### [TASK OBJECTIVE]
All entries shown below should be duplicated character for character.

### [RECORDS]
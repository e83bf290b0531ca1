use std::env;
use std::net::{IpAddr, Ipv4Addr, SocketAddr};
use std::sync::Arc;

use anyhow::Context as _;
use url::Url;

const GATEWAY_PORT: u16 = 8086;

const DEFAULT_CAS_SERVER: &str = "https://auth.diamond.ac.uk/cas";
const DEFAULT_SERVICE_URL: &str = "https://hebi.diamond.ac.uk/launcher/";

#[derive(Debug, Clone)]
pub struct Conf {
    pub bind_addr: SocketAddr,
    pub jwt_key: String,
    /// Base URL of the enterprise SSO server.
    pub cas_server: Url,
    /// Service URL registered with the SSO server; tickets are only valid
    /// for this exact value.
    pub service_url: Url,
}

impl Conf {
    pub fn from_env() -> anyhow::Result<Self> {
        let run_mode = env::var("RUN_MODE").or_else(|_| env::var("FLASK_MODE"));

        let bind_ip = match run_mode.as_deref() {
            Ok("production") => IpAddr::V4(Ipv4Addr::LOCALHOST),
            _ => IpAddr::V4(Ipv4Addr::UNSPECIFIED),
        };

        Ok(Conf {
            bind_addr: SocketAddr::new(bind_ip, GATEWAY_PORT),
            jwt_key: env::var("JWT_KEY").context("JWT_KEY environment variable is required")?,
            cas_server: env::var("CAS_SERVER")
                .unwrap_or_else(|_| DEFAULT_CAS_SERVER.to_owned())
                .parse()
                .context("CAS_SERVER is not a valid URL")?,
            service_url: env::var("HEBI_SERVICE_URL")
                .unwrap_or_else(|_| DEFAULT_SERVICE_URL.to_owned())
                .parse()
                .context("HEBI_SERVICE_URL is not a valid URL")?,
        })
    }
}

#[derive(Clone)]
pub struct ConfHandle {
    inner: Arc<Conf>,
}

impl ConfHandle {
    pub fn init() -> anyhow::Result<Self> {
        let conf = Conf::from_env().context("invalid environment configuration")?;
        Ok(Self { inner: Arc::new(conf) })
    }

    #[doc(hidden)]
    pub fn mock(conf: Conf) -> Self {
        Self { inner: Arc::new(conf) }
    }

    pub fn get_conf(&self) -> Arc<Conf> {
        Arc::clone(&self.inner)
    }
}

### [SOLUTION]
repository e83bf290b0531ca1
use std::env;
use std::net::{IpAddr, Ipv4Addr, SocketAddr};
use std::sync::Arc;

use anyhow::Context as _;
use url::Url;

const GATEWAY_PORT: u16 = 8086;

const DEFAULT_CAS_SERVER: &str = "https://auth.diamond.ac.uk/cas";
const DEFAULT_SERVICE_URL: &str = "https://hebi.diamond.ac.uk/launcher/";

#[derive(Debug, Clone)]
pub struct Conf {
    pub bind_addr: SocketAddr,
    pub jwt_key: String,
    /// Base URL of the enterprise SSO server.
    pub cas_server: Url,
    /// Service URL registered with the SSO server; tickets are only valid
    /// for this exact value.
    pub service_url: Url,
}

impl Conf {
    pub fn from_env() -> anyhow::Result<Self> {
        let run_mode = env::var("RUN_MODE").or_else(|_| env::var("FLASK_MODE"));

        let bind_ip = match run_mode.as_deref() {
            Ok("production") => IpAddr::V4(Ipv4Addr::LOCALHOST),
            _ => IpAddr::V4(Ipv4Addr::UNSPECIFIED),
        };

        Ok(Conf {
            bind_addr: SocketAddr::new(bind_ip, GATEWAY_PORT),
            jwt_key: env::var("JWT_KEY").context("JWT_KEY environment variable is required")?,
            cas_server: env::var("CAS_SERVER")
                .unwrap_or_else(|_| DEFAULT_CAS_SERVER.to_owned())
                .parse()
                .context("CAS_SERVER is not a valid URL")?,
            service_url: env::var("HEBI_SERVICE_URL")
                .unwrap_or_else(|_| DEFAULT_SERVICE_URL.to_owned())
                .parse()
                .context("HEBI_SERVICE_URL is not a valid URL")?,
        })
    }
}

#[derive(Clone)]
pub struct ConfHandle {
    inner: Arc<Conf>,
}

impl ConfHandle {
    pub fn init() -> anyhow::Result<Self> {
        let conf = Conf::from_env().context("invalid environment configuration")?;
        Ok(Self { inner: Arc::new(conf) })
    }

    #[doc(hidden)]
    pub fn mock(conf: Conf) -> Self {
        Self { inner: Arc::new(conf) }
    }

    pub fn get_conf(&self) -> Arc<Conf> {
        Arc::clone(&self.inner)
    }
}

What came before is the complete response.